> [Task brief]:
Your answer should be a single number: the count of lines in the records below containing the word "super".

> [Data for review]:
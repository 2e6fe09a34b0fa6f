use std::path::PathBuf;

use anyhow::Context;
use cadence_core::{RawItem, SourceType};

use super::{CollectOptions, Collector, CollectorOutput};

/// Reads one source's JSONL export: one [`RawItem`] per line.
///
/// Every parsed item is returned whatever its date; range filtering happens in
/// [`super::collect_all`]. A missing or unreadable file fails the source. Lines
/// that do not parse are reported as errors and skipped.
pub struct FileCollector {
    source: SourceType,
    path: PathBuf,
}

impl FileCollector {
    pub fn new(source: SourceType, path: impl Into<PathBuf>) -> Self {
        Self {
            source,
            path: path.into(),
        }
    }
}

#[async_trait::async_trait]
impl Collector for FileCollector {
    fn source(&self) -> SourceType {
        self.source
    }

    async fn collect(&self, _options: &CollectOptions) -> anyhow::Result<CollectorOutput> {
        let content = tokio::fs::read_to_string(&self.path)
            .await
            .with_context(|| format!("reading export {}", self.path.display()))?;

        let mut output = CollectorOutput::default();
        for (n, line) in content.lines().enumerate() {
            let line = line.trim();
            if line.is_empty() || line.starts_with('#') {
                continue;
            }
            match serde_json::from_str::<RawItem>(line) {
                Ok(item) => output.items.push(item),
                Err(e) => output.errors.push(format!("line {}: {e}", n + 1)),
            }
        }
        tracing::debug!(
            source = %self.source,
            path = %self.path.display(),
            items = output.items.len(),
            errors = output.errors.len(),
            "read export"
        );
        Ok(output)
    }
}

#[cfg(test)]
mod tests {
    use std::sync::Arc;

    use super::*;
    use crate::collect::collect_all;
    use cadence_core::period::parse_period;
    use cadence_core::{CollectionState, Fidelity};

    fn options(week: &str) -> CollectOptions {
        CollectOptions {
            range: parse_period(Fidelity::Weekly, week).unwrap(),
        }
    }

    #[tokio::test]
    async fn reads_every_parsed_item() {
        let tmp = tempfile::tempdir().unwrap();
        let path = tmp.path().join("github.jsonl");
        std::fs::write(
            &path,
            concat!(
                "{\"title\":\"Merge PR #4\",\"date\":\"2025-01-14\",\"url\":\"https://gh.test/4\"}\n",
                "\n",
                "# exported 2025-01-20\n",
                "{\"title\":\"Merge PR #1\",\"date\":\"2025-01-02\"}\n",
                "{\"id\":\"t-1\",\"title\":\"Ship importer\",\"date\":\"2025-01-16\",",
                "\"todo\":{\"id\":\"todo-3\",\"status\":\"done\"}}\n",
            ),
        )
        .unwrap();

        let collector = FileCollector::new(SourceType::Github, &path);
        let out = collector.collect(&options("2025-W03")).await.unwrap();
        assert!(out.errors.is_empty());
        assert_eq!(out.items.len(), 3);
        assert_eq!(out.items[0].url.as_deref(), Some("https://gh.test/4"));
        assert_eq!(out.items[1].title, "Merge PR #1");
        assert_eq!(out.items[2].id.as_deref(), Some("t-1"));
        assert!(out.items[2].todo.as_ref().unwrap().is_completed());
    }

    #[tokio::test]
    async fn malformed_lines_are_reported() {
        let tmp = tempfile::tempdir().unwrap();
        let path = tmp.path().join("slack.jsonl");
        std::fs::write(
            &path,
            "{\"title\":\"Standup notes\",\"date\":\"2025-01-15\"}\n{\"title\":\"no date\"}\nnot json\n",
        )
        .unwrap();

        let out = FileCollector::new(SourceType::Slack, &path)
            .collect(&options("2025-W03"))
            .await
            .unwrap();
        assert_eq!(out.items.len(), 1);
        assert_eq!(out.errors.len(), 2);
        assert!(out.errors[0].starts_with("line 2:"));
    }

    #[tokio::test]
    async fn quiet_day_with_damaged_export_is_partial() {
        let tmp = tempfile::tempdir().unwrap();
        let path = tmp.path().join("linear.jsonl");
        std::fs::write(
            &path,
            "{\"title\":\"Close ENG-9\",\"date\":\"2025-01-14\"}\nnot json\n",
        )
        .unwrap();

        let collectors: Vec<Arc<dyn Collector>> =
            vec![Arc::new(FileCollector::new(SourceType::Linear, &path))];
        let range = parse_period(Fidelity::Daily, "2025-01-16").unwrap();
        let c = collect_all(&collectors, CollectOptions { range }).await;

        assert!(c.items.is_empty());
        assert_eq!(c.statuses[0].status, CollectionState::Partial);
        assert_eq!(c.statuses[0].item_count, 0);
        assert!(c.statuses[0].error.as_deref().unwrap().starts_with("line 2:"));
    }

    #[tokio::test]
    async fn missing_file_is_an_error() {
        let tmp = tempfile::tempdir().unwrap();
        let collector = FileCollector::new(SourceType::Email, tmp.path().join("nope.jsonl"));
        let err = collector.collect(&options("2025-W03")).await.unwrap_err();
        assert!(format!("{err:#}").contains("nope.jsonl"));
    }
}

> [Exercise result]:
3